With the pedals in the intermediate position, the pump rate drops to zero, and the screw r remains without motion; this condition may be initiated by the pilot, when power is lost during flight in autorotation. If pedal f moving beyond the intermediate position, the rotation of the screw changes the direction on the opposite, thereby reversive cravings, allowing more than adequate and full control of the aircraft around the vertical axis of the rotor. Pedal f are placed in the usual way, with two pedals connected with the lever, which varies the volumetric capacity of the pump pusing the same design criteria that are typically used to connect the pedal controls the overall steps that change the step of the hinged blades in a traditional tail rotor.
At the design stage by regulating the ratio between the volume about what socialnoto of the motor n and the maximum volumetric capacity of the pump pit is possible to vary the gear ratio between the rotor and tail screw, allowing the use of the invention in a broader range of applications. The path of the hydraulic fluid is of the hydrostatic type and includes a drainage pipe ioil tank koil filter o may heatsink e and boot pump gwhich are usually equipped with a pump p.

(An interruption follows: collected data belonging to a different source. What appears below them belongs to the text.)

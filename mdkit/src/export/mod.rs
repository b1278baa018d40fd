pub mod export_impl;
pub use export_impl::{
    export_samples,
    load_atom_types,
    ExportOptions,
    ExportSummary,
};

pub mod command;
pub use command::ExportCommand;
use std::fmt;
use std::path::PathBuf;
use serde::Deserialize;

use crate::core::MdkitConfig;


#[derive(Clone, Debug, PartialEq, Deserialize)]
#[serde(deny_unknown_fields)]
pub struct ConvertConfig {
    #[serde(default = "ConvertConfig::default_coords_fname")]
    coords_fname: PathBuf,

    // Text file with columns `index resid resname atomname`
    #[serde(default = "ConvertConfig::default_atom_index_fname")]
    atom_index_fname: PathBuf,

    #[serde(default = "ConvertConfig::default_output_fname")]
    output_fname: PathBuf,

    #[serde(default = "ConvertConfig::default_name")]
    name: String,

    #[serde(default = "ConvertConfig::default_theory")]
    theory: String,
}


impl ConvertConfig {
    fn default_coords_fname() -> PathBuf { PathBuf::from("data/md17/QM_region_coords.npy") }
    fn default_atom_index_fname() -> PathBuf { PathBuf::from("data/md17/QM_region_atom_index.txt") }
    fn default_output_fname() -> PathBuf { PathBuf::from("data/md17/md17_qm_region.npz") }
    fn default_name() -> String { String::from("QM_region") }
    fn default_theory() -> String { String::from("unknown") }

    pub fn new(coords_fname: PathBuf, atom_index_fname: PathBuf, output_fname: PathBuf) -> Self {
        Self {
            coords_fname,
            atom_index_fname,
            output_fname,
            ..Default::default()
        }
    }

    pub fn get_coords_fname(&self) -> &PathBuf { &self.coords_fname }
    pub fn get_atom_index_fname(&self) -> &PathBuf { &self.atom_index_fname }
    pub fn get_output_fname(&self) -> &PathBuf { &self.output_fname }
    pub fn get_name(&self) -> &str { &self.name }
    pub fn get_theory(&self) -> &str { &self.theory }
}


impl Default for ConvertConfig {
    fn default() -> Self {
        Self {
            coords_fname:     Self::default_coords_fname(),
            atom_index_fname: Self::default_atom_index_fname(),
            output_fname:     Self::default_output_fname(),
            name:             Self::default_name(),
            theory:           Self::default_theory(),
        }
    }
}


impl fmt::Display for ConvertConfig {
    fn fmt(&self, f: &mut fmt::Formatter<'_>) -> fmt::Result {
        writeln!(f, "# mdkit config for converting QM region coordinates into MD17 dataset archive")?;
        writeln!(f)?;

        writeln!(f, " {:>20} = {:?}", "coords_fname",     self.coords_fname)?;
        writeln!(f, " {:>20} = {:?}", "atom_index_fname", self.atom_index_fname)?;
        writeln!(f, " {:>20} = {:?}", "output_fname",     self.output_fname)?;
        writeln!(f, " {:>20} = {:?}", "name",             self.name)?;
        writeln!(f, " {:>20} = {:?}", "theory",           self.theory)?;

        Ok(())
    }
}


impl MdkitConfig for ConvertConfig {}
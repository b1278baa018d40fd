use std::fs;
use std::path::Path;

pub use anyhow::{
    self,
    Result,
    Context,
    bail,
    ensure,
};
pub use ndarray;
pub use regex::Regex;
pub use log::{
    self,
    warn,
    info,
    debug,
    error,
};

pub mod numeric_methods;
pub mod trajectory;
pub use trajectory::CoordinateSequence;


/// Create `dir` and all of its missing parents. An existing directory is not an error.
pub fn ensure_dir<P>(dir: P) -> Result<()>
where P: AsRef<Path> {
    let dir = dir.as_ref();
    if dir.is_dir() {
        return Ok(());
    }
    fs::create_dir_all(dir)
        .with_context(|| format!("Failed to create directory {:?}.", dir))?;
    Ok(())
}


/// Format a shape like `(3, 21, 3)`, the way array shapes are usually printed.
pub fn shape_str(shape: &[usize]) -> String {
    let inner = shape.iter()
        .map(|s| s.to_string())
        .collect::<Vec<_>>();

    if inner.len() == 1 {
        format!("({},)", inner[0])
    } else {
        format!("({})", inner.join(", "))
    }
}


#[cfg(test)]
mod test {
    use super::*;

    #[test]
    fn test_shape_str() {
        assert_eq!(shape_str(&[]), "()");
        assert_eq!(shape_str(&[21]), "(21,)");
        assert_eq!(shape_str(&[21, 3, 30]), "(21, 3, 30)");
    }

    #[test]
    fn test_ensure_dir() {
        let base = std::env::temp_dir().join(format!("shared_ensure_dir_{}", std::process::id()));
        let nested = base.join("a").join("b");
        ensure_dir(&nested).unwrap();
        assert!(nested.is_dir());
        ensure_dir(&nested).unwrap();
        fs::remove_dir_all(&base).unwrap();
    }
}
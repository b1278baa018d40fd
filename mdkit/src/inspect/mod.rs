pub mod inspect_impl;
pub use inspect_impl::{
    inspect_samples,
    rmsd_per_timestep,
    save_first_sampled,
    InspectReport,
    RmsdStats,
};

pub mod command;
pub use command::InspectCommand;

Many modifications and variants can be applied to such crafted designs, all of which are part of the invention. Moreover, all details can be replaced by other technically equivalent.
- Vibration Identification & Minimization
- Tail rotor
- Tail Rotor Drive Shaft (TRDS)
In practice, the materials used and the size and number of components can vary as needed. Tail rotor for helicopters with a single rotor and a corresponding drive system, comprising: Tail rotor for helicopters with a single rotor and a corresponding drive system according to claim 1, characterized in that the system is equipped with a drain pipe ioil tank koil filter onradiator s and boot pump g.Schweizer 333 tail rotor drive shaft...
Tail rotor for helicopters with a single rotor and a corresponding drive system according to claim 1 or 2, characterized in that the screw r contains at least three blades b with a fixed step. Tail rotor for helicopters with a single rotor and a corresponding drive system according to claim 1 or 2, characterized in that the thrust can be changed by varying the flow rate of fluid through the hydraulic motor nthereby varying the rotational speed of screw r.
Tail rotor for helicopters with a single rotor and a corresponding drive system according to claim 1 or 2, characterized in that the tail rotor is made so that the rotation speed decreases with decreasing engine torque applied to the bearing screw, falling to zero in case of power loss, AutoRotate is.